Diagnostic Tool to Detect Bacterial Infection
Science can be simply amazing some day. If we consider today’s example, when a doctor suspects a patient has a bacterial infection, the patient must produce a fluid sample, which is then sent to a lab for testing. A new instrument – diagnostic tool, on the other hand, could allow for on-the-spot analysis of such samples in minutes.
Flaws in Lab Method
The examination of bodily fluid samples in laboratories has three major flaws. For one thing, any illness that is present could become worse over the few days it takes to acquire a result. For another, the doctor may put the patient on antibiotics straight away, just in case they’re infected – if they aren’t, they’ll have wasted their time taking the prescription (and suffering any adverse effects). In addition, appropriately equipped labs may be a significant distance distant in isolated places or impoverished countries.
Build of Device
Scientists at McMaster University in Canada designed the prototype of diagnostic tool with these constraints in mind. The gadget is made up of two components: a two-channel electrical sensor chip and a USB-stick-like main processing module into which the chip is plugged.
How it works?
A droplet of blood, urine, or saliva is first placed on the chip by the doctor. DNA enzymes already present on the chip react with signature proteins made by the suspected bacteria there — presuming the germs are present in the first place. The chip and the main module are both hooked into a smartphone, where the data is interpreted and displayed in less than an hour by a dedicated app.

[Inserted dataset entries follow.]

/// RenderSystem - drives one frame per tick through the graphics device

use std::sync::{Arc, Mutex};
use crate::error::{Error, Result};
use crate::graphics_device::{GraphicsDevice, CommandList, Texture, FrameBegin, ImageLayout, SubresourceRange};

/// What the render callback gets to work with for one frame
pub struct FrameContext<'a> {
    pub frame_index: usize,
    pub back_buffer: Arc<dyn Texture>,
    pub depth_buffer: Option<Arc<dyn Texture>>,
    pub extent: (u32, u32),
    /// Open command list (between `begin` and `end`)
    pub command_list: &'a mut dyn CommandList,
}

/// Per-frame recording callback
pub type RenderCallback = Box<dyn FnMut(&mut FrameContext) -> Result<()> + Send>;

/// Owns the device handle and the per-frame callback
pub struct RenderSystem {
    device: Arc<Mutex<dyn GraphicsDevice>>,
    render_callback: Option<RenderCallback>,
    frames_rendered: u64,
}

impl RenderSystem {
    pub fn new(device: Arc<Mutex<dyn GraphicsDevice>>) -> Self {
        Self { device, render_callback: None, frames_rendered: 0 }
    }

    pub fn device(&self) -> &Arc<Mutex<dyn GraphicsDevice>> {
        &self.device
    }

    /// Replace the callback invoked once per rendered frame
    pub fn set_render_callback<F>(&mut self, callback: F)
    where
        F: FnMut(&mut FrameContext) -> Result<()> + Send + 'static,
    {
        self.render_callback = Some(Box::new(callback));
    }

    pub fn clear_render_callback(&mut self) {
        self.render_callback = None;
    }

    pub fn frames_rendered(&self) -> u64 {
        self.frames_rendered
    }

    /// Run one frame: begin, record through the callback, submit, present
    ///
    /// Returns `Ok(false)` when the frame was skipped (swapchain rebuilt).
    /// `Error::DeviceLost` is returned to the caller, which must stop the loop.
    /// Any other failure still closes the frame, so the next call starts clean:
    /// what was recorded is presented when possible, otherwise the frame is
    /// abandoned. The original error is returned in both cases.
    pub fn render_frame(&mut self) -> Result<bool> {
        let mut device = self.device.lock()
            .map_err(|_| Error::BackendError("GraphicsDevice lock poisoned".to_string()))?;

        match device.begin_frame()? {
            FrameBegin::Skipped => {
                crate::engine_debug!(LOG_SOURCE, "Frame skipped (swapchain recreated)");
                return Ok(false);
            }
            FrameBegin::Ready => {}
        }

        let mut command_list = match device.create_command_list().and_then(|mut list| list.begin().map(|()| list)) {
            Ok(list) => list,
            Err(err) => return Err(abandon(&mut *device, err)),
        };

        let recorded = record(&*device, command_list.as_mut(), self.render_callback.as_mut());
        if let Err(err) = &recorded {
            if err.is_fatal() {
                return Err(err.clone());
            }
            crate::engine_warn!(LOG_SOURCE, "Render callback failed: {}", err);
        }

        // Leave the back buffer presentable whatever the callback did
        let closed = close(&*device, command_list.as_mut())
            .and_then(|()| device.submit_command_list(command_list.as_ref()));
        if let Err(err) = closed {
            return Err(abandon(&mut *device, recorded.err().unwrap_or(err)));
        }
        device.present()?;

        self.frames_rendered += 1;
        recorded.map(|()| true)
    }
}

const LOG_SOURCE: &str = "ember::RenderSystem";

fn record(
    device: &dyn GraphicsDevice,
    command_list: &mut dyn CommandList,
    callback: Option<&mut RenderCallback>,
) -> Result<()> {
    let Some(callback) = callback else {
        return Ok(());
    };
    let mut ctx = FrameContext {
        frame_index: device.current_frame_index(),
        back_buffer: device.current_back_buffer()?,
        depth_buffer: device.depth_buffer(),
        extent: device.swapchain_extent(),
        command_list,
    };
    callback(&mut ctx)
}

/// Close a rendering scope left open, move the back buffer to PresentSrc and end the list
fn close(device: &dyn GraphicsDevice, command_list: &mut dyn CommandList) -> Result<()> {
    // Fails when no scope is open
    let _ = command_list.end_rendering();
    let back_buffer = device.current_back_buffer()?;
    if back_buffer.layout(0, 0) != ImageLayout::PresentSrc {
        command_list.transition_image_layout(&back_buffer, ImageLayout::PresentSrc, SubresourceRange::single(0, 0))?;
    }
    command_list.end()
}

/// Release the open frame after `err`; returns `err`
fn abandon(device: &mut dyn GraphicsDevice, err: Error) -> Error {
    if err.is_fatal() {
        return err;
    }
    crate::engine_warn!(LOG_SOURCE, "Abandoning frame: {}", err);
    if let Err(abandon_err) = device.abandon_frame() {
        crate::engine_error!(LOG_SOURCE, "Frame could not be abandoned: {}", abandon_err);
    }
    err
}

#[cfg(test)]
#[path = "render_system_tests.rs"]
mod tests;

The method has already been used to successfully detect hazardous E. coli bacteria in urine samples, and it can detect additional bacterium kinds using different DNA enzymes. diagnostic tool could also be used to detect viral infections, such as COVID-19, according to reports.
Better and Fast Therapy
“It means patients will get better therapy, faster outcomes, and prevent serious problems,” says Assoc. Prof. Leyla Soleymani, co-corresponding author of a study report. “It can also help us minimise unnecessary antibiotic use, which can buy us time in the fight against antimicrobial resistance.”
Paper was published in Nature Chemistry, one can go and have a full read.